"""

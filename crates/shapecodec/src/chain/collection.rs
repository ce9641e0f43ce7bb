// SPDX-License-Identifier: Apache-2.0 OR MIT
// Copyright (c) 2025-2026 naskel.com

//! Collection strategy: rank-1 arrays, growable collections and dictionaries.
//!
//! Wire form: `i32` count, then each element (dictionaries: key then value).
//! Decode allocates with the count as capacity when the collection type
//! offers a capacity constructor, then inserts each element with the best
//! available insert method (`Add`, then `Push`, then `Enqueue`).

use super::Outcome;
use crate::context::CodecContext;
use crate::descriptor::ValueDescriptor;
use crate::diagnostics::DiagnosticCode;
use crate::error::GenResult;
use crate::ir::{Count, InitKind, LocalId, Op};
use crate::shape::{InsertMethod, PrimitiveKind, ShapeKind, TypeShape};

pub fn encode(ctx: &mut CodecContext<'_>, desc: &ValueDescriptor) -> GenResult<Outcome> {
    let chain = ctx.chain();
    match &desc.shape.kind {
        ShapeKind::Array { element, rank: 1 } => encode_sequence(ctx, desc, element),
        ShapeKind::Collection(collection) => encode_sequence(ctx, desc, &collection.element),
        ShapeKind::Dictionary(dictionary) => {
            let src = ctx.place_of(desc)?;
            ctx.emit(Op::WriteCount {
                src: src.clone(),
                count: Count::Elements,
            })?;

            ctx.begin_block()?;
            let (key, key_desc) = ctx.bind_local("key", dictionary.key.as_ref().clone())?;
            let (value, value_desc) =
                ctx.bind_local("value", dictionary.value.as_ref().clone())?;
            let encoded = match chain.encode(ctx, &key_desc) {
                Ok(true) => chain.encode(ctx, &value_desc),
                other => other,
            };
            let body = ctx.end_block()?;
            if !encoded? {
                return Ok(Outcome::Failed);
            }
            ctx.emit(Op::ForEachEntry {
                src,
                key,
                value,
                body,
            })?;
            Ok(Outcome::Done)
        }
        _ => Ok(Outcome::NotExecuted),
    }
}

fn encode_sequence(
    ctx: &mut CodecContext<'_>,
    desc: &ValueDescriptor,
    element: &TypeShape,
) -> GenResult<Outcome> {
    let src = ctx.place_of(desc)?;
    ctx.emit(Op::WriteCount {
        src: src.clone(),
        count: Count::Elements,
    })?;

    let chain = ctx.chain();
    ctx.begin_block()?;
    let (item, item_desc) = ctx.bind_local("item", element.clone())?;
    let encoded = chain.encode(ctx, &item_desc);
    let body = ctx.end_block()?;
    if !encoded? {
        return Ok(Outcome::Failed);
    }
    ctx.emit(Op::ForEach { src, item, body })?;
    Ok(Outcome::Done)
}

/// How one decoded element lands in the collection.
enum Store {
    Insert(InsertMethod),
    Element,
}

pub fn decode(
    ctx: &mut CodecContext<'_>,
    desc: &ValueDescriptor,
    dst: LocalId,
) -> GenResult<Outcome> {
    match &desc.shape.kind {
        ShapeKind::Array { element, rank: 1 } => {
            decode_sequence(ctx, desc, dst, element, None, Store::Element)
        }
        ShapeKind::Collection(collection) => {
            let Some(method) = InsertMethod::PREFERENCE
                .into_iter()
                .find(|m| collection.inserts.contains(m))
            else {
                ctx.report(
                    DiagnosticCode::UnsupportedShape,
                    Some(&desc.name),
                    format!("{} has no usable insert method", desc.shape.base_name()),
                );
                return Ok(Outcome::Failed);
            };
            decode_sequence(
                ctx,
                desc,
                dst,
                &collection.element,
                Some(collection.capacity_constructor),
                Store::Insert(method),
            )
        }
        ShapeKind::Dictionary(dictionary) => {
            let count = read_count(ctx)?;
            ctx.emit(Op::NewCollection {
                dst,
                type_name: desc.shape.base_name(),
                init: InitKind::Map {
                    capacity: dictionary.capacity_constructor.then_some(count),
                },
            })?;
            let index = index_local(ctx)?;

            let chain = ctx.chain();
            ctx.begin_block()?;
            let (key, key_desc) = ctx.bind_local("key", dictionary.key.as_ref().clone())?;
            let (value, value_desc) =
                ctx.bind_local("value", dictionary.value.as_ref().clone())?;
            let decoded = match chain.decode(ctx, &key_desc, key) {
                Ok(true) => chain.decode(ctx, &value_desc, value),
                other => other,
            };
            if matches!(decoded, Ok(true)) {
                ctx.emit(Op::InsertEntry {
                    collection: dst,
                    key,
                    value,
                })?;
            }
            let body = ctx.end_block()?;
            if !decoded? {
                return Ok(Outcome::Failed);
            }
            ctx.emit(Op::Repeat { count, index, body })?;
            Ok(Outcome::Done)
        }
        _ => Ok(Outcome::NotExecuted),
    }
}

fn read_count(ctx: &mut CodecContext<'_>) -> GenResult<LocalId> {
    let count = ctx.declare_local("count", &TypeShape::primitive(PrimitiveKind::I32))?;
    ctx.emit(Op::ReadCount { dst: count })?;
    Ok(count)
}

fn index_local(ctx: &mut CodecContext<'_>) -> GenResult<LocalId> {
    ctx.declare_local("i", &TypeShape::primitive(PrimitiveKind::I32))
}

/// `capacity`: `None` for arrays (always sized), otherwise whether the
/// collection type has a capacity constructor.
fn decode_sequence(
    ctx: &mut CodecContext<'_>,
    desc: &ValueDescriptor,
    dst: LocalId,
    element: &TypeShape,
    capacity: Option<bool>,
    store: Store,
) -> GenResult<Outcome> {
    let count = read_count(ctx)?;
    let init = match capacity {
        None => InitKind::Array { dims: vec![count] },
        Some(sized) => InitKind::List {
            capacity: sized.then_some(count),
        },
    };
    ctx.emit(Op::NewCollection {
        dst,
        type_name: desc.shape.base_name(),
        init,
    })?;
    let index = index_local(ctx)?;

    let chain = ctx.chain();
    ctx.begin_block()?;
    let (item, item_desc) = ctx.bind_local("item", element.clone())?;
    let decoded = chain.decode(ctx, &item_desc, item);
    if matches!(decoded, Ok(true)) {
        let op = match store {
            Store::Insert(method) => Op::Insert {
                collection: dst,
                method,
                item,
            },
            Store::Element => Op::StoreElement {
                array: dst,
                indices: vec![index],
                item,
            },
        };
        ctx.emit(op)?;
    }
    let body = ctx.end_block()?;
    if !decoded? {
        return Ok(Outcome::Failed);
    }
    ctx.emit(Op::Repeat { count, index, body })?;
    Ok(Outcome::Done)
}
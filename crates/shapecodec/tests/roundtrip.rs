// SPDX-License-Identifier: Apache-2.0 OR MIT
// Copyright (c) 2025-2026 naskel.com

//! Wire-level round trips through the runtime backend.

use shapecodec::shape::{KnownKind, PrimitiveKind};
use shapecodec::{
    CodecError, CodegenConfig, Object, ObjectShape, RuntimeCodecs, ShapeRegistry, TypeShape, Value,
};
use std::net::{IpAddr, Ipv4Addr};

fn string() -> TypeShape {
    TypeShape::primitive(PrimitiveKind::String)
}

fn int() -> TypeShape {
    TypeShape::primitive(PrimitiveKind::I32)
}

fn person_registry() -> ShapeRegistry {
    let mut registry = ShapeRegistry::new();
    registry
        .register(
            ObjectShape::class("Person")
                .field("name", string())
                .field("age", int())
                .field("nick", string().nullable())
                .field("tags", TypeShape::list(string()))
                .build(),
        )
        .expect("register");
    registry
}

fn person(nick: Option<&str>, tags: &[&str]) -> Value {
    Value::Object(
        Object::new("Person")
            .with("name", "Ada")
            .with("age", 36i32)
            .with("nick", nick)
            .with(
                "tags",
                Value::List(tags.iter().map(|t| Value::from(*t)).collect()),
            ),
    )
}

#[test]
fn test_person_wire_form() {
    let codecs = RuntimeCodecs::new(person_registry(), CodegenConfig::default());
    let shape = TypeShape::named("Person");
    let bytes = codecs
        .encode(&shape, &person(None, &["x"]))
        .expect("encode");
    let expected: Vec<u8> = [
        &[3, b'A', b'd', b'a'][..],
        &[36, 0, 0, 0],
        &[0],
        &[1, 0, 0, 0, 1, b'x'],
    ]
    .concat();
    assert_eq!(bytes, expected);
}

#[test]
fn test_person_round_trip() {
    let codecs = RuntimeCodecs::new(person_registry(), CodegenConfig::default());
    let shape = TypeShape::named("Person");
    for value in [
        person(None, &[]),
        person(Some("countess"), &["math", "engines"]),
        person(Some(""), &[""]),
    ] {
        let bytes = codecs.encode(&shape, &value).expect("encode");
        assert_eq!(codecs.decode(&shape, &bytes).expect("decode"), value);
    }
}

#[test]
fn test_encoding_is_deterministic() {
    let value = person(Some("countess"), &["a", "b", "c"]);
    let shape = TypeShape::named("Person");
    let first = RuntimeCodecs::new(person_registry(), CodegenConfig::default())
        .encode(&shape, &value)
        .expect("encode");
    let second = RuntimeCodecs::new(person_registry(), CodegenConfig::default())
        .encode(&shape, &value)
        .expect("encode");
    assert_eq!(first, second);
}

#[test]
fn test_null_root_is_one_zero_byte() {
    let codecs = RuntimeCodecs::new(person_registry(), CodegenConfig::default());
    let shape = TypeShape::named("Person").nullable();
    let bytes = codecs.encode(&shape, &Value::Null).expect("encode");
    assert_eq!(bytes, vec![0]);
    assert_eq!(codecs.decode(&shape, &bytes).expect("decode"), Value::Null);

    let value = person(None, &[]);
    let bytes = codecs.encode(&shape, &value).expect("encode");
    assert_eq!(bytes[0], 1);
    assert_eq!(codecs.decode(&shape, &bytes).expect("decode"), value);
}

#[test]
fn test_empty_list_is_a_zero_count() {
    let codecs = RuntimeCodecs::new(ShapeRegistry::new(), CodegenConfig::default());
    let shape = TypeShape::list(int());
    let bytes = codecs.encode(&shape, &Value::List(Vec::new())).expect("encode");
    assert_eq!(bytes, vec![0, 0, 0, 0]);
    assert_eq!(
        codecs.decode(&shape, &bytes).expect("decode"),
        Value::List(Vec::new())
    );
}

#[test]
fn test_dictionary_wire_form() {
    let codecs = RuntimeCodecs::new(ShapeRegistry::new(), CodegenConfig::default());
    let shape = TypeShape::dictionary(string(), int());
    let value = Value::Map(vec![
        (Value::from("a"), Value::I32(1)),
        (Value::from("bc"), Value::I32(-1)),
    ]);
    let bytes = codecs.encode(&shape, &value).expect("encode");
    let expected: Vec<u8> = [
        &[2, 0, 0, 0][..],
        &[1, b'a', 1, 0, 0, 0],
        &[2, b'b', b'c', 0xFF, 0xFF, 0xFF, 0xFF],
    ]
    .concat();
    assert_eq!(bytes, expected);
    assert_eq!(codecs.decode(&shape, &bytes).expect("decode"), value);
}

#[test]
fn test_multi_rank_array_writes_every_dimension() {
    let codecs = RuntimeCodecs::new(ShapeRegistry::new(), CodegenConfig::default());
    let shape = TypeShape::array(TypeShape::primitive(PrimitiveKind::U8), 2);
    let value = Value::Array {
        dims: vec![2, 3],
        items: (1..=6u8).map(Value::U8).collect(),
    };
    let bytes = codecs.encode(&shape, &value).expect("encode");
    assert_eq!(bytes, vec![2, 0, 0, 0, 3, 0, 0, 0, 1, 2, 3, 4, 5, 6]);
    assert_eq!(codecs.decode(&shape, &bytes).expect("decode"), value);
}

#[test]
fn test_multi_rank_array_of_wrong_rank_is_rejected() {
    let codecs = RuntimeCodecs::new(ShapeRegistry::new(), CodegenConfig::default());
    let shape = TypeShape::array(TypeShape::primitive(PrimitiveKind::U8), 2);
    let value = Value::Array {
        dims: vec![1, 1, 2],
        items: vec![Value::U8(7), Value::U8(9)],
    };
    let err = codecs.encode(&shape, &value).unwrap_err();
    assert!(matches!(err, CodecError::TypeMismatch { .. }), "{:?}", err);
}

#[test]
fn test_rank_one_array_decodes_to_list() {
    let codecs = RuntimeCodecs::new(ShapeRegistry::new(), CodegenConfig::default());
    let shape = TypeShape::array(int(), 1);
    let value = Value::List(vec![Value::I32(7), Value::I32(8)]);
    let bytes = codecs.encode(&shape, &value).expect("encode");
    assert_eq!(bytes, vec![2, 0, 0, 0, 7, 0, 0, 0, 8, 0, 0, 0]);
    assert_eq!(codecs.decode(&shape, &bytes).expect("decode"), value);
}

#[test]
fn test_known_types_round_trip() {
    let mut registry = ShapeRegistry::new();
    registry
        .register(
            ObjectShape::class("Session")
                .field("id", TypeShape::known(KnownKind::Guid))
                .field("peer", TypeShape::known(KnownKind::IpAddress))
                .field("started", TypeShape::known(KnownKind::DateTime))
                .field("timeout", TypeShape::known(KnownKind::TimeSpan))
                .build(),
        )
        .expect("register");
    let codecs = RuntimeCodecs::new(registry, CodegenConfig::default());
    let shape = TypeShape::named("Session");
    let value = Value::Object(
        Object::new("Session")
            .with("id", Value::Guid([7; 16]))
            .with("peer", Value::Ip(IpAddr::V4(Ipv4Addr::new(10, 0, 0, 1))))
            .with("started", Value::DateTime(638_000_000_000_000_000))
            .with("timeout", Value::TimeSpan(30 * 10_000_000)),
    );
    let bytes = codecs.encode(&shape, &value).expect("encode");
    assert_eq!(&bytes[..16], &[7; 16]);
    assert_eq!(codecs.decode(&shape, &bytes).expect("decode"), value);
}

#[test]
fn test_enum_uses_underlying_width() {
    let codecs = RuntimeCodecs::new(ShapeRegistry::new(), CodegenConfig::default());
    let shape = TypeShape::enumeration(
        "Level",
        PrimitiveKind::U16,
        &[("Low", 1), ("High", 300)],
    );
    let bytes = codecs.encode(&shape, &Value::Enum(300)).expect("encode");
    assert_eq!(bytes, vec![0x2C, 0x01]);
    assert_eq!(codecs.decode(&shape, &bytes).expect("decode"), Value::Enum(300));
}

#[test]
fn test_blittable_struct_is_copied_raw() {
    let mut registry = ShapeRegistry::new();
    registry
        .register(
            ObjectShape::structure("Vec2")
                .unmanaged()
                .field("x", TypeShape::primitive(PrimitiveKind::F32))
                .field("y", TypeShape::primitive(PrimitiveKind::F32))
                .build(),
        )
        .expect("register");
    let codecs = RuntimeCodecs::new(registry, CodegenConfig::default());
    let shape = TypeShape::list(TypeShape::named("Vec2"));
    let point = |x: f32, y: f32| Value::Object(Object::new("Vec2").with("x", x).with("y", y));
    let value = Value::List(vec![point(1.0, -2.5)]);
    let bytes = codecs.encode(&shape, &value).expect("encode");
    let expected: Vec<u8> = [
        &[1, 0, 0, 0][..],
        &1.0f32.to_le_bytes(),
        &(-2.5f32).to_le_bytes(),
    ]
    .concat();
    assert_eq!(bytes, expected);
    assert_eq!(codecs.decode(&shape, &bytes).expect("decode"), value);
}

#[test]
fn test_truncated_input_reports_eof() {
    let codecs = RuntimeCodecs::new(person_registry(), CodegenConfig::default());
    let shape = TypeShape::named("Person");
    let bytes = codecs
        .encode(&shape, &person(Some("n"), &["t"]))
        .expect("encode");
    let err = codecs.decode(&shape, &bytes[..bytes.len() - 1]).unwrap_err();
    assert!(matches!(err, CodecError::UnexpectedEof { .. }));
}

#[test]
fn test_trailing_bytes_are_left_unread() {
    let codecs = RuntimeCodecs::new(ShapeRegistry::new(), CodegenConfig::default());
    let value = codecs.decode(&int(), &[5, 0, 0, 0, 99]).expect("decode");
    assert_eq!(value, Value::I32(5));
}

#[test]
fn test_huge_count_fails_without_allocating() {
    let codecs = RuntimeCodecs::new(ShapeRegistry::new(), CodegenConfig::default());
    let err = codecs
        .decode(&TypeShape::list(int()), &[0xFF, 0xFF, 0xFF, 0x7F, 1, 0, 0, 0])
        .unwrap_err();
    assert!(matches!(err, CodecError::UnexpectedEof { .. }));
}

#[test]
fn test_long_recursive_chain() {
    const LENGTH: i32 = 10_000;

    // Each node costs a few frames in both directions.
    let handle = std::thread::Builder::new()
        .stack_size(256 * 1024 * 1024)
        .spawn(|| {
            let mut registry = ShapeRegistry::new();
            registry
                .register(
                    ObjectShape::class("Node")
                        .field("value", int())
                        .field("next", TypeShape::named("Node").nullable())
                        .build(),
                )
                .expect("register");
            let codecs = RuntimeCodecs::new(registry, CodegenConfig::default());

            let mut chain = Value::Null;
            for value in (0..LENGTH).rev() {
                chain = Value::Object(Object::new("Node").with("value", value).with("next", chain));
            }
            let shape = TypeShape::named("Node");
            let bytes = codecs.encode(&shape, &chain).expect("encode");
            // i32 value plus the presence flag of `next`, per node
            assert_eq!(bytes.len(), LENGTH as usize * 5);
            let back = codecs.decode(&shape, &bytes).expect("decode");
            assert!(back == chain);
        })
        .expect("spawn");
    handle.join().expect("join");
}

#[test]
fn test_random_people_round_trip() {
    let codecs = RuntimeCodecs::new(person_registry(), CodegenConfig::default());
    let shape = TypeShape::named("Person");
    let mut rng = fastrand::Rng::with_seed(0x5eed);
    let word = |rng: &mut fastrand::Rng| -> String {
        let len = rng.usize(0..200);
        (0..len).map(|_| rng.alphanumeric()).collect()
    };
    for _ in 0..64 {
        let nick = rng.bool().then(|| word(&mut rng));
        let tags: Vec<Value> = (0..rng.usize(0..8))
            .map(|_| Value::String(word(&mut rng)))
            .collect();
        let value = Value::Object(
            Object::new("Person")
                .with("name", word(&mut rng))
                .with("age", rng.i32(..))
                .with("nick", nick)
                .with("tags", Value::List(tags)),
        );
        let bytes = codecs.encode(&shape, &value).expect("encode");
        assert_eq!(codecs.decode(&shape, &bytes).expect("decode"), value);
    }
}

"""

Prompt:
Which lines in the records above contain the word "DateTime"? Return each of them.

Output of the exercise:
                .field("started", TypeShape::known(KnownKind::DateTime))
            .with("started", Value::DateTime(638_000_000_000_000_000))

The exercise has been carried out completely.